- Task item -
As the lines appear below, please set them down exactly, starting at the first and finishing with the one containing "file (default: company_db.db)".
[Supplied records Boundary: Start]
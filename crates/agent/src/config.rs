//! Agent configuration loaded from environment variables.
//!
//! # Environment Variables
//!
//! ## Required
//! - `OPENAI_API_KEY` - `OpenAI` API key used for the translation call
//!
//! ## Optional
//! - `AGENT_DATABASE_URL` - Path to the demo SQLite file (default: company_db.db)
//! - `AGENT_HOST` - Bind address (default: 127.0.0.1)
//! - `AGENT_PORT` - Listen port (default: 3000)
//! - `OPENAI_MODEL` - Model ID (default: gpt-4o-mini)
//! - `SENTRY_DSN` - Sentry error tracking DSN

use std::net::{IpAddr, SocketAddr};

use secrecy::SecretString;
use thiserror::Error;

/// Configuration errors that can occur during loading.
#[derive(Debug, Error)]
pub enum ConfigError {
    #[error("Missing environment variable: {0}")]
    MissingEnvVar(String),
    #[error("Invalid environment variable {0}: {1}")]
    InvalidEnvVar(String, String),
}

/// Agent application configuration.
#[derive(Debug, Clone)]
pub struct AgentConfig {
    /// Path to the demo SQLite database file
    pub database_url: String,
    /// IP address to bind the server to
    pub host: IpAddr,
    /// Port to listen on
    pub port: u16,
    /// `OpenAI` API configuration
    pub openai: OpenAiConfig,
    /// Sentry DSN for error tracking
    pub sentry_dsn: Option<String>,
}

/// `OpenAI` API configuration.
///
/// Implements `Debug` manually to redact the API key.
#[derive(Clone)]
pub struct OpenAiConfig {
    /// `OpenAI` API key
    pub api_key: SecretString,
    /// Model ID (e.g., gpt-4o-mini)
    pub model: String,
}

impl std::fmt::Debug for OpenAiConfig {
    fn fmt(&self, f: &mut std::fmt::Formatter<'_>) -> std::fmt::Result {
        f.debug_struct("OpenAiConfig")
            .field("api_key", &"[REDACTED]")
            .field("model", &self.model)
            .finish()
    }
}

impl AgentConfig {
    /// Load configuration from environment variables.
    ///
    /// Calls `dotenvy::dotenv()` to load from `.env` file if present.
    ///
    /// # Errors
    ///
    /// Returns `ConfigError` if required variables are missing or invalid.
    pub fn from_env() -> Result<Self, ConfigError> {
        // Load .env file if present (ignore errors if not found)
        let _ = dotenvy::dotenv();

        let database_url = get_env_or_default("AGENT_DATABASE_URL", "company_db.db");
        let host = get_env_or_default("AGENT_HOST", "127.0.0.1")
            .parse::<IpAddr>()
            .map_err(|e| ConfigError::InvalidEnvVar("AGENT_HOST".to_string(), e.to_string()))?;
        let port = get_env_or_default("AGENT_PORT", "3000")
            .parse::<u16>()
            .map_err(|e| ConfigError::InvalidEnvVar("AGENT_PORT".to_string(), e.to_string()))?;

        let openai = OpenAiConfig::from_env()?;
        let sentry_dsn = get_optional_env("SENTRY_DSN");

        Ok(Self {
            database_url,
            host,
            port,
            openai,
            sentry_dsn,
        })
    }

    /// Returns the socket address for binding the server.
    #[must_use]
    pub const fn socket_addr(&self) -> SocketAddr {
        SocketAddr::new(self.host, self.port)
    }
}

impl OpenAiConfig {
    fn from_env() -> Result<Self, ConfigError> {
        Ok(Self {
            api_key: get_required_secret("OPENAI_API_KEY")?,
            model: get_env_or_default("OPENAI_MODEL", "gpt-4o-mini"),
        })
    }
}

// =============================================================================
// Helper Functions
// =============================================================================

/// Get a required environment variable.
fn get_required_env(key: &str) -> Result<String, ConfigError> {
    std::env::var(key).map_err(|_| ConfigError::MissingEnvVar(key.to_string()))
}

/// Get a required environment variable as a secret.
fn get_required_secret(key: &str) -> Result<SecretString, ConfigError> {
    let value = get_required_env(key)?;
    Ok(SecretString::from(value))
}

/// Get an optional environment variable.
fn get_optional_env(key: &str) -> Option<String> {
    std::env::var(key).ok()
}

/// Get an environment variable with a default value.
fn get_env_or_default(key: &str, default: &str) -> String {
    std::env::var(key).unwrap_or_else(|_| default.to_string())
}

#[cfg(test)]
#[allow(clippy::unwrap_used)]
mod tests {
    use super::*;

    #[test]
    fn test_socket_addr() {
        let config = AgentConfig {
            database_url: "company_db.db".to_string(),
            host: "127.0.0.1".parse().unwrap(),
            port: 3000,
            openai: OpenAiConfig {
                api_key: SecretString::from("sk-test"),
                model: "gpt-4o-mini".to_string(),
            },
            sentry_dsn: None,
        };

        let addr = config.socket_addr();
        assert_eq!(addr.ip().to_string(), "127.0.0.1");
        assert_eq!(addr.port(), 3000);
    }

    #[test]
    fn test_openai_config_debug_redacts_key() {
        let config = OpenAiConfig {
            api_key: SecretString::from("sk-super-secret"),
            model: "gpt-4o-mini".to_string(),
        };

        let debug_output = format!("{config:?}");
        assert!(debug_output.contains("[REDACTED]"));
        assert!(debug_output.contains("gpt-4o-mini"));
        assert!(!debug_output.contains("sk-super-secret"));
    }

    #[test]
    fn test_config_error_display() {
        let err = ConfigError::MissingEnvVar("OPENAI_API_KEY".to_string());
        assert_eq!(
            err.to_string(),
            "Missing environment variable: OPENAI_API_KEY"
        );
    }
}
[Supplied records Boundary: End]
- Written solution -
filename crates/agent/src/config.rs
//! Agent configuration loaded from environment variables.
//!
//! # Environment Variables
//!
//! ## Required
//! - `OPENAI_API_KEY` - `OpenAI` API key used for the translation call
//!
//! ## Optional
//! - `AGENT_DATABASE_URL` - Path to the demo SQLite file (default: company_db.db)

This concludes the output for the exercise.